--- EXERCISE DIRECTIONS ---
Please give again, word for word, the lines that lie between the start of the listing below and the line with "and are never", both included.

--- LISTED ENTRIES ---
+===+

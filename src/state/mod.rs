//! On-chain state snapshots.
//!
//! [`EmpReader`] reads Expiring Multi-Party contract state, sponsor positions
//! and pool reserves at a single block, so every value of a snapshot is
//! consistent with the others. Snapshots are plain data and are never
//! updated, a fresher view requires a new read.

mod emp;
mod pool;
mod position;

use crate::{
    abi::{
        emp::{ExpiringMultiPartyV1, ExpiringMultiPartyV2},
        erc20::Erc20,
        pool::UniswapV2Pair,
    },
    error::ProviderError,
    types::{ContractState, EmpVersion},
};
use alloy::{
    eips::{BlockId, BlockNumberOrTag},
    primitives::{Address, U256},
    providers::Provider,
};
use tracing::debug;

// Public re-exports
pub use emp::*;
pub use pool::*;
pub use position::*;

/// Reads all state getters of an EMP contract instance at `$block_id`.
/// Contract generations differ only by the names of the dispute getters.
macro_rules! read_emp_state {
    (
        $instance:expr,
        $emp:expr,
        $block_id:expr,
        $dispute_bond:ident,
        $sponsor_reward:ident,
        $disputer_reward:ident
    ) => {{
        let (
            expiration_timestamp_call,
            collateral_currency_call,
            price_identifier_call,
            token_currency_call,
            collateral_requirement_call,
            dispute_bond_call,
            sponsor_reward_call,
            disputer_reward_call,
            min_sponsor_tokens_call,
        ) = (
            $instance.expirationTimestamp().block($block_id),
            $instance.collateralCurrency().block($block_id),
            $instance.priceIdentifier().block($block_id),
            $instance.tokenCurrency().block($block_id),
            $instance.collateralRequirement().block($block_id),
            $instance.$dispute_bond().block($block_id),
            $instance.$sponsor_reward().block($block_id),
            $instance.$disputer_reward().block($block_id),
            $instance.minSponsorTokens().block($block_id),
        );
        let (
            expiration_timestamp,
            collateral_currency,
            price_identifier,
            token_currency,
            collateral_requirement,
            dispute_bond_percentage,
            sponsor_dispute_reward_percentage,
            disputer_dispute_reward_percentage,
            min_sponsor_tokens,
        ) = futures::try_join!(
            expiration_timestamp_call.call().into_future(),
            collateral_currency_call.call().into_future(),
            price_identifier_call.call().into_future(),
            token_currency_call.call().into_future(),
            collateral_requirement_call.call().into_future(),
            dispute_bond_call.call().into_future(),
            sponsor_reward_call.call().into_future(),
            disputer_reward_call.call().into_future(),
            min_sponsor_tokens_call.call().into_future(),
        )?;

        let (
            fee_multiplier_call,
            total_collateral_call,
            total_tokens_call,
            liquidation_liveness_call,
            withdrawal_liveness_call,
            current_time_call,
            contract_state_call,
            finder_call,
            expiry_price_call,
        ) = (
            $instance.cumulativeFeeMultiplier().block($block_id),
            $instance.rawTotalPositionCollateral().block($block_id),
            $instance.totalTokensOutstanding().block($block_id),
            $instance.liquidationLiveness().block($block_id),
            $instance.withdrawalLiveness().block($block_id),
            $instance.getCurrentTime().block($block_id),
            $instance.contractState().block($block_id),
            $instance.finder().block($block_id),
            $instance.expiryPrice().block($block_id),
        );
        let (
            cumulative_fee_multiplier,
            raw_total_position_collateral,
            total_tokens_outstanding,
            liquidation_liveness,
            withdrawal_liveness,
            current_time,
            contract_state,
            finder,
            expiry_price,
        ) = futures::try_join!(
            fee_multiplier_call.call().into_future(),
            total_collateral_call.call().into_future(),
            total_tokens_call.call().into_future(),
            liquidation_liveness_call.call().into_future(),
            withdrawal_liveness_call.call().into_future(),
            current_time_call.call().into_future(),
            contract_state_call.call().into_future(),
            finder_call.call().into_future(),
            expiry_price_call.call().into_future(),
        )?;

        Ok::<_, ProviderError>(EmpState {
            address: $emp,
            expiration_timestamp: expiration_timestamp.saturating_to(),
            collateral_currency,
            price_identifier,
            token_currency,
            collateral_requirement,
            dispute_bond_percentage,
            sponsor_dispute_reward_percentage,
            disputer_dispute_reward_percentage,
            min_sponsor_tokens,
            cumulative_fee_multiplier,
            raw_total_position_collateral,
            total_tokens_outstanding,
            liquidation_liveness: liquidation_liveness.saturating_to(),
            withdrawal_liveness: withdrawal_liveness.saturating_to(),
            current_time: current_time.saturating_to(),
            contract_state: ContractState::try_from(contract_state)
                .map_err(ProviderError::UnknownContractState)?,
            finder,
            expiry_price,
        })
    }};
}

/// Reads contract state snapshots via the given [`Provider`].
///
/// It is recommended to setup provider with
/// [`alloy::transports::layers::RetryBackoffLayer`], the reader never retries.
#[derive(Clone, derive_more::Debug)]
pub struct EmpReader<P> {
    #[debug(skip)]
    provider: P,
    block_id: BlockId,
}

impl<P: Provider + Clone> EmpReader<P> {
    /// Creates a new [`EmpReader`] reading the latest block.
    pub fn new(provider: P) -> Self {
        Self {
            provider,
            block_id: BlockId::Number(BlockNumberOrTag::Latest),
        }
    }

    /// Sets the block number or tag to read the state at (default: latest).
    pub fn at_block(mut self, block: BlockId) -> Self {
        self.block_id = block;
        self
    }

    /// Block the reader reads the state at.
    pub fn block_id(&self) -> BlockId {
        self.block_id
    }

    /// Pins the reader to the current head block so that subsequent reads
    /// observe the same chain state.
    pub async fn pinned(mut self) -> Result<Self, ProviderError> {
        let number = self.provider.get_block_number().await?;
        self.block_id = BlockId::number(number);
        Ok(self)
    }

    /// Snapshot of the contract at `emp`, read with the ABI of `version`.
    pub async fn state(&self, emp: Address, version: EmpVersion) -> Result<EmpState, ProviderError> {
        let state = match version {
            EmpVersion::V1 => self.state_v1(emp).await?,
            EmpVersion::V2 => self.state_v2(emp).await?,
        };
        debug!(
            %emp,
            ?version,
            expired = state.is_expired(),
            contract_state = ?state.contract_state(),
            "EMP state fetched"
        );
        Ok(state)
    }

    async fn state_v1(&self, emp: Address) -> Result<EmpState, ProviderError> {
        let instance = ExpiringMultiPartyV1::new(emp, self.provider.clone());
        read_emp_state!(
            instance,
            emp,
            self.block_id,
            disputeBondPct,
            sponsorDisputeRewardPct,
            disputerDisputeRewardPct
        )
    }

    async fn state_v2(&self, emp: Address) -> Result<EmpState, ProviderError> {
        let instance = ExpiringMultiPartyV2::new(emp, self.provider.clone());
        read_emp_state!(
            instance,
            emp,
            self.block_id,
            disputeBondPercentage,
            sponsorDisputeRewardPercentage,
            disputerDisputeRewardPercentage
        )
    }

    /// Position of `sponsor`, empty if the sponsor never minted.
    /// Position layout is the same in both contract generations.
    pub async fn position(&self, emp: Address, sponsor: Address) -> Result<SponsorPosition, ProviderError> {
        let data = ExpiringMultiPartyV2::new(emp, self.provider.clone())
            .positions(sponsor)
            .block(self.block_id)
            .call()
            .await?;
        Ok(SponsorPosition::new(
            sponsor,
            data.rawCollateral,
            data.tokensOutstanding,
            data.withdrawalRequestPassTimestamp.saturating_to(),
            data.withdrawalRequestAmount,
        ))
    }

    /// Current reserves of a constant-product pool.
    pub async fn pool_reserves(&self, pool: Address) -> Result<PoolReserves, ProviderError> {
        let instance = UniswapV2Pair::new(pool, self.provider.clone());
        let (token0_call, token1_call, reserves_call) = (
            instance.token0().block(self.block_id),
            instance.token1().block(self.block_id),
            instance.getReserves().block(self.block_id),
        );
        let (token0, token1, reserves) = futures::try_join!(
            token0_call.call().into_future(),
            token1_call.call().into_future(),
            reserves_call.call().into_future(),
        )?;
        Ok(PoolReserves::new(
            pool,
            token0,
            token1,
            U256::from(reserves.reserve0),
            U256::from(reserves.reserve1),
        ))
    }

    /// Declared decimals of an ERC-20 token.
    pub async fn token_decimals(&self, token: Address) -> Result<u8, ProviderError> {
        Ok(Erc20::new(token, self.provider.clone())
            .decimals()
            .block(self.block_id)
            .call()
            .await?)
    }
}
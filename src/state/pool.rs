use alloy::primitives::{Address, U256};

/// Reserves of a two-token constant-product pool.
#[derive(Clone, Debug, PartialEq, Eq)]
pub struct PoolReserves {
    pool: Address,
    token0: Address,
    token1: Address,
    reserve0: U256,
    reserve1: U256,
}

impl PoolReserves {
    pub fn new(
        pool: Address,
        token0: Address,
        token1: Address,
        reserve0: U256,
        reserve1: U256,
    ) -> Self {
        Self {
            pool,
            token0,
            token1,
            reserve0,
            reserve1,
        }
    }

    pub fn pool(&self) -> Address {
        self.pool
    }

    pub fn token0(&self) -> Address {
        self.token0
    }

    pub fn token1(&self) -> Address {
        self.token1
    }

    pub fn reserve0(&self) -> U256 {
        self.reserve0
    }

    pub fn reserve1(&self) -> U256 {
        self.reserve1
    }

    /// Raw reserve of `token`, `None` if the pool does not hold it.
    pub fn reserve_of(&self, token: Address) -> Option<U256> {
        if token == self.token0 {
            Some(self.reserve0)
        } else if token == self.token1 {
            Some(self.reserve1)
        } else {
            None
        }
    }
}
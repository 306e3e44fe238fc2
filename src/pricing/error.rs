use alloy::primitives::Address;

use crate::num::NumError;

/// Pricing curve configuration and evaluation errors.
///
/// Every configuration failure has its own variant so callers can tell
/// a bad bound from a bad cap or from an already configured contract.
#[derive(Clone, Debug, PartialEq, Eq, thiserror::Error)]
pub enum PricingError {
    #[error("invalid bound: upper bound must be positive")]
    InvalidBound,

    #[error("invalid cap: long cap fraction must be within (0, 1)")]
    InvalidCap,

    #[error("invalid initial price: must be positive")]
    InvalidInitialPrice,

    #[error("invalid leverage: must be positive")]
    InvalidLeverage,

    #[error("parameters already set for {0}")]
    ParamsAlreadySet(Address),

    #[error("parameters not set for {0}")]
    ParamsNotSet(Address),

    #[error("invalid reference contract: {0}")]
    InvalidReference(Address),

    #[error("arithmetic error: {0}")]
    Arithmetic(#[from] NumError),
}
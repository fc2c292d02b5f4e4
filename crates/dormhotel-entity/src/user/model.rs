//! User entity model.

use chrono::{DateTime, Utc};
use serde::{Deserialize, Serialize};
use sqlx::FromRow;

use super::role::UserRole;

/// A registered account.
#[derive(Debug, Clone, Serialize, Deserialize, FromRow)]
pub struct User {
    /// Store-assigned identifier, immutable after creation.
    pub id: i64,
    /// Unique login email, compared exactly as stored.
    pub email: String,
    /// Argon2 password hash in PHC format.
    #[serde(skip_serializing)]
    pub password_hash: String,
    /// Account role.
    pub role: UserRole,
    /// When the user was created.
    pub created_at: DateTime<Utc>,
}

impl User {
    /// Check if this user has admin privileges.
    pub fn is_admin(&self) -> bool {
        self.role.is_admin()
    }

    /// Check whether this user may act on a resource owned by `owner_id`.
    pub fn can_manage(&self, owner_id: i64) -> bool {
        self.is_admin() || self.id == owner_id
    }
}
//! User role enumeration.

use serde::{Deserialize, Serialize};
use std::fmt;
use std::str::FromStr;

/// Roles available to accounts.
///
/// Registration always produces [`UserRole::User`]; the only admin account
/// is created by startup seeding.
#[derive(
    Debug, Clone, Copy, Default, PartialEq, Eq, Hash, Serialize, Deserialize, sqlx::Type,
)]
#[sqlx(type_name = "user_role", rename_all = "lowercase")]
#[serde(rename_all = "lowercase")]
pub enum UserRole {
    /// A regular guest account.
    #[default]
    User,
    /// Hotel administrator.
    Admin,
}

impl UserRole {
    /// Check if this role is an admin.
    pub fn is_admin(&self) -> bool {
        matches!(self, Self::Admin)
    }

    /// Return the role as a lowercase string.
    pub fn as_str(&self) -> &'static str {
        match self {
            Self::User => "user",
            Self::Admin => "admin",
        }
    }
}

impl fmt::Display for UserRole {
    fn fmt(&self, f: &mut fmt::Formatter<'_>) -> fmt::Result {
        write!(f, "{}", self.as_str())
    }
}

impl FromStr for UserRole {
    type Err = dormhotel_core::AppError;

    fn from_str(s: &str) -> Result<Self, Self::Err> {
        match s.to_lowercase().as_str() {
            "user" => Ok(Self::User),
            "admin" => Ok(Self::Admin),
            _ => Err(dormhotel_core::AppError::validation(format!(
                "Invalid user role: '{s}'. Expected one of: user, admin"
            ))),
        }
    }
}
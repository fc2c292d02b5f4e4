//! # dormhotel-auth
//!
//! Credential and session model for DormHotel.
//!
//! ## Modules
//!
//! - `password`: Argon2id password hashing and verification
//! - `jwt`: session token issuance and verification
//! - `guard`: per-request token extraction and role enforcement

pub mod guard;
pub mod jwt;
pub mod password;

pub use guard::{AccessGuard, extract_token};
pub use jwt::{Claims, JwtDecoder, JwtEncoder, TokenError};
pub use password::PasswordHasher;
//! Password hashing.

pub mod hasher;

pub use hasher::PasswordHasher;
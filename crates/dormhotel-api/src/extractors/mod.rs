//! Custom Axum extractors.

pub mod auth;
pub mod json;

pub use auth::{AdminOnly, AnyRole, Authenticated, RoleRequirement, UserOnly};
pub use json::JsonBody;
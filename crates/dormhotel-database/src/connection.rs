//! PostgreSQL pool for the booking and credential stores.

use std::str::FromStr;
use std::time::Duration;

use sqlx::postgres::{PgConnectOptions, PgPool, PgPoolOptions};
use tracing::info;

use dormhotel_core::config::DatabaseConfig;
use dormhotel_core::error::{AppError, ErrorKind};

/// Shared handle to the store's connection pool.
#[derive(Debug, Clone)]
pub struct DatabasePool {
    pool: PgPool,
}

/// Parse the configured URL. Only host, port and database are ever logged.
fn connect_options(config: &DatabaseConfig) -> Result<PgConnectOptions, AppError> {
    PgConnectOptions::from_str(&config.url).map_err(|e| {
        AppError::with_source(ErrorKind::Configuration, "Invalid database URL", e)
    })
}

/// Pool sizing and timeouts. Acquire waits past the timeout surface as
/// `StoreUnavailable` from the repositories.
fn pool_options(config: &DatabaseConfig) -> PgPoolOptions {
    PgPoolOptions::new()
        .max_connections(config.max_connections)
        .min_connections(config.min_connections.min(config.max_connections))
        .acquire_timeout(Duration::from_secs(config.connect_timeout_seconds))
        .idle_timeout(Duration::from_secs(config.idle_timeout_seconds))
}

impl DatabasePool {
    /// Open the pool. One call is one startup attempt; retrying is the
    /// caller's job.
    pub async fn connect(config: &DatabaseConfig) -> Result<Self, AppError> {
        let options = connect_options(config)?;
        info!(
            host = options.get_host(),
            port = options.get_port(),
            database = options.get_database().unwrap_or("<default>"),
            max_connections = config.max_connections,
            "Opening booking store pool"
        );

        let pool = pool_options(config)
            .connect_with(options)
            .await
            .map_err(|e| {
                AppError::with_source(
                    ErrorKind::StoreUnavailable,
                    "Booking store is unreachable",
                    e,
                )
            })?;

        Ok(Self { pool })
    }

    pub fn pool(&self) -> &PgPool {
        &self.pool
    }

    /// Round-trip a trivial query.
    pub async fn health_check(&self) -> Result<(), AppError> {
        sqlx::query("SELECT 1")
            .execute(&self.pool)
            .await
            .map(|_| ())
            .map_err(|e| {
                AppError::with_source(ErrorKind::StoreUnavailable, "Booking store health check failed", e)
            })
    }

    /// Drain the pool during shutdown.
    pub async fn close(&self) {
        self.pool.close().await;
        info!("Booking store pool closed");
    }
}
//! Booking rules and lifecycle.

pub mod rules;
pub mod service;

pub use rules::{BookingDraft, Clock, FixedClock, SystemClock};
pub use service::BookingService;
//! Integration tests for booking creation, listing, and deletion.

mod helpers;

use axum::http::StatusCode;
use serde_json::json;

use dormhotel_database::store::BookingStore;
use helpers::{Auth, TestApp};

#[tokio::test]
async fn test_end_to_end_booking_lifecycle() {
    let app = TestApp::new().await;

    assert_eq!(
        app.register("traveller@example.com", "pw").await.status,
        StatusCode::CREATED
    );
    let login = app.login("traveller@example.com", "pw").await;
    assert_eq!(login.status, StatusCode::OK);
    assert_eq!(login.body["role"], "user");
    let token = login.token().unwrap();

    let created = app
        .request(
            "POST",
            "/api/bookings",
            Some(app.booking_body(1, 2, "double")),
            Auth::Cookie(&token),
        )
        .await;
    assert_eq!(created.status, StatusCode::CREATED);
    assert_eq!(created.body["message"], "Booking confirmed");
    let id = created.body["id"].as_i64().expect("numeric id");

    let listed = app
        .request("GET", "/api/bookings", None, Auth::Cookie(&token))
        .await;
    assert_eq!(listed.status, StatusCode::OK);
    let bookings = listed.body.as_array().unwrap();
    assert_eq!(bookings.len(), 1);
    assert_eq!(bookings[0]["id"], id);
    assert_eq!(bookings[0]["check_in"], app.date(1));
    assert_eq!(bookings[0]["check_out"], app.date(3));
    assert_eq!(bookings[0]["room_type"], "double");

    let deleted = app
        .request("DELETE", &format!("/api/bookings/{id}"), None, Auth::Cookie(&token))
        .await;
    assert_eq!(deleted.status, StatusCode::NO_CONTENT);

    let listed = app
        .request("GET", "/api/bookings", None, Auth::Cookie(&token))
        .await;
    assert_eq!(listed.body, json!([]));
}

#[tokio::test]
async fn test_validation_messages() {
    let app = TestApp::new().await;
    let token = app.guest_token("guest@example.com").await;

    let mut missing = app.booking_body(1, 1, "single");
    missing["name"] = json!("");
    let past = app.booking_body(-1, 3, "single");
    let same_day = app.booking_body(1, 0, "single");
    let bad_room = app.booking_body(1, 1, "penthouse");

    let cases = [
        (missing, "All fields are required"),
        (past, "Check-in date cannot be in the past"),
        (same_day, "Check-out date must be after check-in date"),
    ];

    for (body, message) in cases {
        let response = app
            .request("POST", "/api/bookings", Some(body), Auth::Cookie(&token))
            .await;
        assert_eq!(response.status, StatusCode::BAD_REQUEST);
        assert_eq!(response.error(), message);
    }

    let response = app
        .request("POST", "/api/bookings", Some(bad_room), Auth::Cookie(&token))
        .await;
    assert_eq!(response.status, StatusCode::BAD_REQUEST);
    assert_eq!(app.bookings.count().await.unwrap(), 0);
}

#[tokio::test]
async fn test_check_in_today_and_one_night_accepted() {
    let app = TestApp::new().await;
    let token = app.guest_token("guest@example.com").await;

    let response = app
        .request(
            "POST",
            "/api/bookings",
            Some(app.booking_body(0, 1, "suite")),
            Auth::Cookie(&token),
        )
        .await;

    assert_eq!(response.status, StatusCode::CREATED);
}

#[tokio::test]
async fn test_create_requires_authentication() {
    let app = TestApp::new().await;

    let response = app
        .request(
            "POST",
            "/api/bookings",
            Some(app.booking_body(1, 1, "single")),
            Auth::None,
        )
        .await;

    assert_eq!(response.status, StatusCode::UNAUTHORIZED);
}

#[tokio::test]
async fn test_admin_cannot_create_booking() {
    let app = TestApp::new().await;
    let admin = app.admin_token().await;

    let response = app
        .request(
            "POST",
            "/api/bookings",
            Some(app.booking_body(1, 1, "single")),
            Auth::Cookie(&admin),
        )
        .await;

    assert_eq!(response.status, StatusCode::FORBIDDEN);
    assert_eq!(response.error(), "Insufficient permissions");
}

#[tokio::test]
async fn test_non_owner_delete_forbidden() {
    let app = TestApp::new().await;
    let alice = app.guest_token("alice@example.com").await;
    let bob = app.guest_token("bob@example.com").await;
    let id = app.create_booking(&alice, "single").await;

    let response = app
        .request("DELETE", &format!("/api/bookings/{id}"), None, Auth::Cookie(&bob))
        .await;

    assert_eq!(response.status, StatusCode::FORBIDDEN);
    assert_eq!(response.error(), "You can only delete your own bookings");
    assert!(app.bookings.find_by_id(id).await.unwrap().is_some());
}

#[tokio::test]
async fn test_admin_deletes_any_booking() {
    let app = TestApp::new().await;
    let alice = app.guest_token("alice@example.com").await;
    let admin = app.admin_token().await;
    let id = app.create_booking(&alice, "suite").await;

    let response = app
        .request("DELETE", &format!("/api/bookings/{id}"), None, Auth::Cookie(&admin))
        .await;

    assert_eq!(response.status, StatusCode::NO_CONTENT);
    assert!(app.bookings.find_by_id(id).await.unwrap().is_none());
}

#[tokio::test]
async fn test_delete_nonexistent_booking() {
    let app = TestApp::new().await;
    let token = app.guest_token("guest@example.com").await;
    app.create_booking(&token, "single").await;

    let response = app
        .request("DELETE", "/api/bookings/999", None, Auth::Cookie(&token))
        .await;

    assert_eq!(response.status, StatusCode::NOT_FOUND);
    assert_eq!(response.error(), "Booking not found");
    assert_eq!(app.bookings.count().await.unwrap(), 1);
}

#[tokio::test]
async fn test_delete_unparseable_id_is_not_found() {
    let app = TestApp::new().await;
    let token = app.guest_token("guest@example.com").await;
    app.create_booking(&token, "suite").await;

    for path in ["/api/bookings/abc", "/api/bookings/99999999999999999999"] {
        let response = app.request("DELETE", path, None, Auth::Cookie(&token)).await;

        assert_eq!(response.status, StatusCode::NOT_FOUND, "{path}");
        assert_eq!(response.error(), "Booking not found");
    }
    assert_eq!(app.bookings.count().await.unwrap(), 1);
}

#[tokio::test]
async fn test_listing_scoped_by_role() {
    let app = TestApp::new().await;
    let alice = app.guest_token("alice@example.com").await;
    let bob = app.guest_token("bob@example.com").await;
    let admin = app.admin_token().await;

    let first = app.create_booking(&alice, "single").await;
    app.create_booking(&bob, "double").await;
    let third = app.create_booking(&alice, "suite").await;

    let mine = app
        .request("GET", "/api/bookings", None, Auth::Cookie(&alice))
        .await;
    let ids: Vec<i64> = mine
        .body
        .as_array()
        .unwrap()
        .iter()
        .map(|b| b["id"].as_i64().unwrap())
        .collect();
    assert_eq!(ids, vec![third, first]);

    let all = app
        .request("GET", "/api/bookings", None, Auth::Cookie(&admin))
        .await;
    assert_eq!(all.body.as_array().unwrap().len(), 3);
}
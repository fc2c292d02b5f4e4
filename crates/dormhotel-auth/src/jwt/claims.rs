//! JWT claims carried by every session token.

use chrono::{DateTime, Utc};
use serde::{Deserialize, Serialize};

use dormhotel_entity::user::UserRole;

/// Claims payload of a session token.
#[derive(Debug, Clone, PartialEq, Eq, Serialize, Deserialize)]
pub struct Claims {
    /// Subject: the user id, as a decimal string.
    pub sub: String,
    /// Role at the time of issuance.
    pub role: UserRole,
    /// Issued-at timestamp (seconds since epoch).
    pub iat: i64,
    /// Expiration timestamp (seconds since epoch).
    pub exp: i64,
}

impl Claims {
    /// Returns the user id from the subject claim, if it is numeric.
    pub fn user_id(&self) -> Option<i64> {
        self.sub.parse().ok()
    }

    /// Returns the expiration as a `DateTime<Utc>`.
    pub fn expires_at(&self) -> Option<DateTime<Utc>> {
        DateTime::from_timestamp(self.exp, 0)
    }
}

+===+

--- ANSWER TO THIS TASK ---
filename src/state/mod.rs
//! On-chain state snapshots.
//!
//! [`EmpReader`] reads Expiring Multi-Party contract state, sponsor positions
//! and pool reserves at a single block, so every value of a snapshot is
//! consistent with the others. Snapshots are plain data and are never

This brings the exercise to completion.